Main Stuff the Grid Does:

  • Clear the Grid: When you start a new game, this method empties the grid so you have a clean slate to play.
  • Apply Sprites: This method places the Tetromino blocks onto the grid and checks if you cleared any rows.

The TetrominoFactory Class

Tetrominos are the different shapes you play with, like the square "O" or the long "I" shapes. Our TetrominoFactory class makes sure you get a random Tetromino each time.

Main Stuff the Tetromino Factory Do:

  • Get a Tetromino: Based on the type (like "I", "J", "L", etc.), it returns the Tetromino you'll play with.
  • Next Tetromino: If the inventory of Tetrominos is empty, it refills and then randomly picks the next Tetromino for you.

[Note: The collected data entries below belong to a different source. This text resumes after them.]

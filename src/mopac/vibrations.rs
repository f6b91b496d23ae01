//! # 振动分析
//!
//! 处理 `FORCE` 计算的输出：更新结构，写出 `optimized.xyz` 与
//! `vibrations.csv`，报告转动常数，可选绘制红外光谱，
//! 最后对同一组输出做单点能分析。热力学步骤同样使用此分析。
//!
//! ## 依赖关系
//! - 被 `commands/analyze.rs` 使用
//! - 使用 `mopac/analyze.rs`, `mopac/spectrum.rs`, `parsers/xyz.rs`

use super::analyze::{analyze_energy, merge_sections, titled, Analysis, AnalysisOptions};
use super::spectrum::{bands, generate_spectrum_plot};
use super::store::{RequestedResult, ResultStore};
use crate::config::{StructureHandling, VibrationParameters};
use crate::error::{MopacStepError, Result};
use crate::models::{ResultMapping, System};
use crate::parsers::xyz::write_xyz_file;
use crate::utils::text::{format_paragraphs, indent, REPORT_WIDTH};
use crate::utils::units::UnitConverter;

use serde::Serialize;
use std::fs;
use std::path::{Path, PathBuf};
use tabled::settings::object::Columns;
use tabled::settings::{Alignment, Modify, Style};
use tabled::{Table, Tabled};

pub const OPTIMIZED_FILE: &str = "optimized.xyz";
pub const VIBRATIONS_FILE: &str = "vibrations.csv";
pub const SPECTRUM_FILE: &str = "vibrations.png";

/// 小于此值的主转动惯量视为零（线性分子少一个转动）
const MOMENT_THRESHOLD: f64 = 0.001;

#[derive(Debug, Clone, Tabled)]
struct RotationRow {
    #[tabled(rename = "Property")]
    property: String,
    #[tabled(rename = "1")]
    first: String,
    #[tabled(rename = "2")]
    second: String,
    #[tabled(rename = "3")]
    third: String,
    #[tabled(rename = "Units")]
    units: String,
}

impl RotationRow {
    fn new(property: &str, values: &[f64], precision: usize, units: &str) -> Self {
        let cell = |i: usize| {
            values
                .get(i)
                .map(|v| format!("{:.*}", precision, v))
                .unwrap_or_default()
        };
        RotationRow {
            property: property.to_string(),
            first: cell(0),
            second: cell(1),
            third: cell(2),
            units: units.to_string(),
        }
    }
}

/// 一个振动模式
#[derive(Debug, Clone, PartialEq)]
pub struct Mode {
    pub frequency: f64,
    pub symmetry: String,
    pub transition_dipole: f64,
    pub travel: f64,
    pub reduced_mass: f64,
    pub effective_mass: f64,
}

/// 转动自由度数目
pub fn rotation_count(moments: &[f64]) -> usize {
    moments.iter().filter(|m| **m >= MOMENT_THRESHOLD).count()
}

/// 取出真正的振动模式：去掉 3 个平动与 `n_rot` 个转动
pub fn vibrational_modes(data: &ResultMapping) -> Vec<Mode> {
    let Some(frequencies) = data.floats("VIB._FREQ") else {
        return Vec::new();
    };
    let n_rot = data
        .floats("PRI_MOM_OF_I")
        .map(|m| rotation_count(&m))
        .unwrap_or(3);
    let n_vib = frequencies.len().saturating_sub(3 + n_rot);

    let symmetry = data
        .texts("NORMAL_MODE_SYMMETRY_LABELS")
        .unwrap_or_default();
    let column = |key: &str| data.floats(key).unwrap_or_default();
    let dipoles = column("VIB._T_DIP");
    let travel = column("VIB._TRAVEL");
    let reduced = column("VIB._RED_MASS");
    let effective = column("VIB._EFF_MASS");
    let at = |v: &[f64], i: usize| v.get(i).copied().unwrap_or(0.0);

    (0..n_vib)
        .map(|i| Mode {
            frequency: frequencies[i],
            symmetry: symmetry.get(i).cloned().unwrap_or_default(),
            transition_dipole: at(&dipoles, i),
            travel: at(&travel, i),
            reduced_mass: at(&reduced, i),
            effective_mass: at(&effective, i),
        })
        .collect()
}

/// `vibrations.csv` 的一行
#[derive(Debug, Serialize)]
struct ModeRecord {
    #[serde(rename = "Mode")]
    mode: usize,
    #[serde(rename = "Frequency (1/cm)")]
    frequency: String,
    #[serde(rename = "Symmetry")]
    symmetry: String,
    #[serde(rename = "Transition Dipole (e-)")]
    transition_dipole: String,
    #[serde(rename = "Travel (Å)")]
    travel: String,
    #[serde(rename = "Reduced Mass (amu)")]
    reduced_mass: String,
    #[serde(rename = "Effective Mass (amu)")]
    effective_mass: String,
}

/// 写出振动模式 CSV
pub fn write_vibrations(path: &Path, modes: &[Mode]) -> Result<()> {
    let mut wtr = csv::Writer::from_path(path).map_err(MopacStepError::CsvError)?;

    for (i, mode) in modes.iter().enumerate() {
        wtr.serialize(ModeRecord {
            mode: i + 1,
            frequency: format!("{:.1}", mode.frequency),
            symmetry: mode.symmetry.clone(),
            transition_dipole: format!("{:.4}", mode.transition_dipole),
            travel: format!("{:.4}", mode.travel),
            reduced_mass: format!("{:.4}", mode.reduced_mass),
            effective_mass: format!("{:.4}", mode.effective_mass),
        })
        .map_err(MopacStepError::CsvError)?;
    }

    wtr.flush().map_err(|e| MopacStepError::FileWriteError {
        path: path.display().to_string(),
        source: e,
    })?;
    Ok(())
}

fn rotation_table(data: &ResultMapping) -> Option<String> {
    let mut rows = Vec::new();
    if let Some(moments) = data.floats("PRI_MOM_OF_I") {
        rows.push(RotationRow::new(
            "Moments of Inertia",
            &moments,
            2,
            "1.0E-40 g.cm^2",
        ));
    }
    if let Some(constants) = data.floats("ROTAT_CONSTS") {
        rows.push(RotationRow::new("Rotational Constants", &constants, 4, "1/cm"));
    }
    if rows.is_empty() {
        return None;
    }

    Some(titled(
        "Rotational Properties",
        &Table::new(&rows)
            .with(Style::psql())
            .with(Modify::new(Columns::single(0)).with(Alignment::center()))
            .to_string(),
    ))
}

/// 用输出中的定向坐标更新体系结构
fn update_structure(
    params: &VibrationParameters,
    data: &ResultMapping,
    system: &mut System,
) -> Result<bool> {
    let Some(xs) = data.floats("ORIENTATION_ATOM_X") else {
        return Ok(false);
    };

    if system.configuration().periodicity != 0 {
        return Err(MopacStepError::PeriodicNotSupported(
            "Vibrational analysis".to_string(),
        ));
    }

    let n_atoms = system.configuration().n_atoms();
    if xs.len() != 3 * n_atoms {
        return Err(MopacStepError::AttributeLength {
            name: "ORIENTATION_ATOM_X".to_string(),
            expected: 3 * n_atoms,
            found: xs.len(),
        });
    }
    let xyz: Vec<[f64; 3]> = xs.chunks_exact(3).map(|c| [c[0], c[1], c[2]]).collect();

    if params.structure_handling == StructureHandling::NewConfiguration {
        system.create_configuration();
    }
    let number = system.configuration_number();
    let configuration = system.configuration_mut();
    configuration.atoms.set_coordinates(xyz)?;
    if let Some(name) = params
        .configuration_name
        .resolve(params.energy.hamiltonian, number)
    {
        configuration.name = name;
    }
    Ok(true)
}

/// 分析振动计算输出
pub fn analyze_vibrations(
    params: &VibrationParameters,
    sections: &[ResultMapping],
    system: &mut System,
    options: &AnalysisOptions,
    units: &dyn UnitConverter,
    store: &mut dyn ResultStore,
    requested: &[RequestedResult],
) -> Result<Analysis> {
    let n_atoms = system.configuration().n_atoms();
    let data = merge_sections(sections, params.energy.has_mozyme_follow_up(n_atoms))?;

    fs::create_dir_all(&options.directory).map_err(|e| MopacStepError::FileWriteError {
        path: options.directory.display().to_string(),
        source: e,
    })?;

    let mut files: Vec<PathBuf> = Vec::new();
    let mut paragraphs = Vec::new();

    if update_structure(params, &data, system)? {
        let path = options.directory.join(OPTIMIZED_FILE);
        write_xyz_file(&path, system.configuration())?;
        files.push(path);
        paragraphs.push(format!(
            "The structure was reoriented to the principal axes and will {}.",
            params.structure_handling
        ));
    }

    let modes = vibrational_modes(&data);
    if !modes.is_empty() {
        let path = options.directory.join(VIBRATIONS_FILE);
        write_vibrations(&path, &modes)?;
        files.push(path);

        let imaginary = modes.iter().filter(|m| m.frequency < 0.0).count();
        paragraphs.push(match imaginary {
            0 => format!("There are {} vibrational modes.", modes.len()),
            1 => format!(
                "There are {} vibrational modes, one of which is imaginary, \
                 so the structure is a transition state.",
                modes.len()
            ),
            n => format!(
                "There are {} vibrational modes, {} of which are imaginary, \
                 so the structure is not a minimum.",
                modes.len(),
                n
            ),
        });

        if options.plot {
            let frequencies: Vec<f64> = modes.iter().map(|m| m.frequency).collect();
            let dipoles: Vec<f64> = modes.iter().map(|m| m.transition_dipole).collect();
            let path = options.directory.join(SPECTRUM_FILE);
            generate_spectrum_plot(
                &bands(&frequencies, &dipoles),
                &path,
                &format!("IR Spectrum of {}", system.configuration().name),
            )?;
            files.push(path);
        }
    }

    if let Some(zpe) = data.float("ZERO_POINT_ENERGY") {
        paragraphs.push(format!("The zero point energy is {:.2} kcal/mol.", zpe));
    }

    let mut analysis = analyze_energy(
        &params.energy,
        sections,
        system.configuration_mut(),
        options,
        units,
        store,
        requested,
    )?;

    let paragraph_indent = format!("{}    ", options.indent);
    let table_indent = format!("{}       ", options.indent);
    let mut report = String::new();
    if !paragraphs.is_empty() {
        report.push_str(&format_paragraphs(
            &paragraphs.join("\n\n"),
            &paragraph_indent,
            REPORT_WIDTH,
        ));
        report.push_str("\n\n");
    }
    if let Some(table) = rotation_table(&data) {
        report.push_str(&indent(&table, &table_indent));
        report.push_str("\n\n");
    }
    report.push_str(&analysis.report);

    analysis.report = report;
    files.append(&mut analysis.files);
    analysis.files = files;
    Ok(analysis)
}

#[cfg(test)]
mod tests {
    use super::*;
    use crate::config::vibrations::ConfigurationName;
    use crate::config::EnergyParameters;
    use crate::models::{AtomTable, Configuration, ResultValue};
    use crate::mopac::store::WorkflowStore;
    use crate::utils::units::UnitTable;

    fn water() -> System {
        let mut atoms = AtomTable::new();
        atoms.push("O", [0.0, 0.0, 0.0]);
        atoms.push("H", [0.757, 0.586, 0.0]);
        atoms.push("H", [-0.757, 0.586, 0.0]);
        System::new("water", Configuration::new("water", atoms))
    }

    fn params(handling: StructureHandling, name: ConfigurationName) -> VibrationParameters {
        VibrationParameters {
            energy: EnergyParameters::default(),
            let_structure: false,
            structure_handling: handling,
            configuration_name: name,
        }
    }

    fn force_output() -> ResultMapping {
        let mut data = ResultMapping::new();
        data.insert(
            "ORIENTATION_ATOM_X",
            ResultValue::FloatArray(vec![0.0, 0.0, 0.1, 0.76, 0.0, -0.47, -0.76, 0.0, -0.47]),
        );
        data.insert("PRI_MOM_OF_I", ResultValue::FloatArray(vec![0.6, 1.2, 1.8]));
        data.insert("ROTAT_CONSTS", ResultValue::FloatArray(vec![27.0, 14.5, 9.4]));
        let mut freqs = vec![1600.0, 3700.0, 3800.0];
        freqs.extend([0.0; 6]);
        data.insert("VIB._FREQ", ResultValue::FloatArray(freqs));
        data.insert(
            "NORMAL_MODE_SYMMETRY_LABELS",
            ResultValue::TextArray(vec!["A1".into(), "A1".into(), "B2".into()]),
        );
        data.insert("VIB._T_DIP", ResultValue::FloatArray(vec![1.0, 0.2, 0.5]));
        data
    }

    #[test]
    fn test_rotation_count() {
        assert_eq!(rotation_count(&[0.0, 1.2, 1.2]), 2);
        assert_eq!(rotation_count(&[0.6, 1.2, 1.8]), 3);
    }

    #[test]
    fn test_vibrational_modes() {
        let mut data = ResultMapping::new();
        data.insert(
            "VIB._FREQ",
            ResultValue::FloatArray(vec![1600.0, 3700.0, 3800.0, 0.0, 0.0, 0.0, 0.0, 0.0, 0.0]),
        );
        data.insert("PRI_MOM_OF_I", ResultValue::FloatArray(vec![0.6, 1.2, 1.8]));
        let modes = vibrational_modes(&data);
        assert_eq!(modes.len(), 3);
        assert_eq!(modes[0].frequency, 1600.0);
        assert_eq!(modes[2].symmetry, "");

        data.insert("PRI_MOM_OF_I", ResultValue::FloatArray(vec![0.0, 1.2, 1.2]));
        assert_eq!(vibrational_modes(&data).len(), 4);
    }

    #[test]
    fn test_new_configuration_named() {
        let dir = tempfile::tempdir().unwrap();
        let options = AnalysisOptions {
            directory: dir.path().to_path_buf(),
            ..AnalysisOptions::default()
        };
        let mut system = water();
        let mut store = WorkflowStore::new();
        let params = params(
            StructureHandling::NewConfiguration,
            ConfigurationName::Template("vibrations with <Hamiltonian>".to_string()),
        );

        let analysis = analyze_vibrations(
            &params,
            &[force_output()],
            &mut system,
            &options,
            &UnitTable,
            &mut store,
            &[],
        )
        .unwrap();

        assert_eq!(system.n_configurations(), 2);
        assert_eq!(system.configuration().name, "vibrations with PM7");
        assert_eq!(system.configuration().atoms.coordinates()[1], [0.76, 0.0, -0.47]);
        assert!(analysis.report.contains("Rotational Properties"));
        assert!(analysis.report.contains("There are 3 vibrational modes."));

        let text = fs::read_to_string(dir.path().join(VIBRATIONS_FILE)).unwrap();
        let lines: Vec<&str> = text.lines().collect();
        assert_eq!(lines.len(), 4);
        assert_eq!(
            lines[0],
            "Mode,Frequency (1/cm),Symmetry,Transition Dipole (e-),Travel (Å),\
             Reduced Mass (amu),Effective Mass (amu)"
        );
        assert_eq!(lines[3], "3,3800.0,B2,0.5000,0.0000,0.0000,0.0000");
        assert!(dir.path().join(OPTIMIZED_FILE).exists());
    }

    #[test]
    fn test_overwrite_keeps_single_configuration() {
        let dir = tempfile::tempdir().unwrap();
        let options = AnalysisOptions {
            directory: dir.path().to_path_buf(),
            ..AnalysisOptions::default()
        };
        let mut system = water();
        let mut store = WorkflowStore::new();
        let params = params(
            StructureHandling::Overwrite,
            ConfigurationName::ConfigurationNumber,
        );

        analyze_vibrations(
            &params,
            &[force_output()],
            &mut system,
            &options,
            &UnitTable,
            &mut store,
            &[],
        )
        .unwrap();
        assert_eq!(system.n_configurations(), 1);
        assert_eq!(system.configuration().name, "1");
    }

    #[test]
    fn test_periodic_rejected() {
        let mut system = water();
        system.configuration_mut().periodicity = 3;
        let mut store = WorkflowStore::new();
        let err = analyze_vibrations(
            &params(StructureHandling::Overwrite, ConfigurationName::KeepCurrent),
            &[force_output()],
            &mut system,
            &AnalysisOptions::default(),
            &UnitTable,
            &mut store,
            &[],
        )
        .unwrap_err();
        assert!(matches!(err, MopacStepError::PeriodicNotSupported(_)));
    }
}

The BasePlayer and Player-classes

The Player-class handle tasks that is common for both human and computer-based players, like setting the current game, keeping track of the players name and stuff like that.

Extending on that, the Player class handle user input joining games, and handle the network traffic between browser and server.

We dont't go through the files in detail, but be sure to examine them, and add them you your project folder. All files are listed at the top of this article.

Wrapping Up

That's it for the single-player mode! The server handles all these calculations to make sure the game runs smoothly.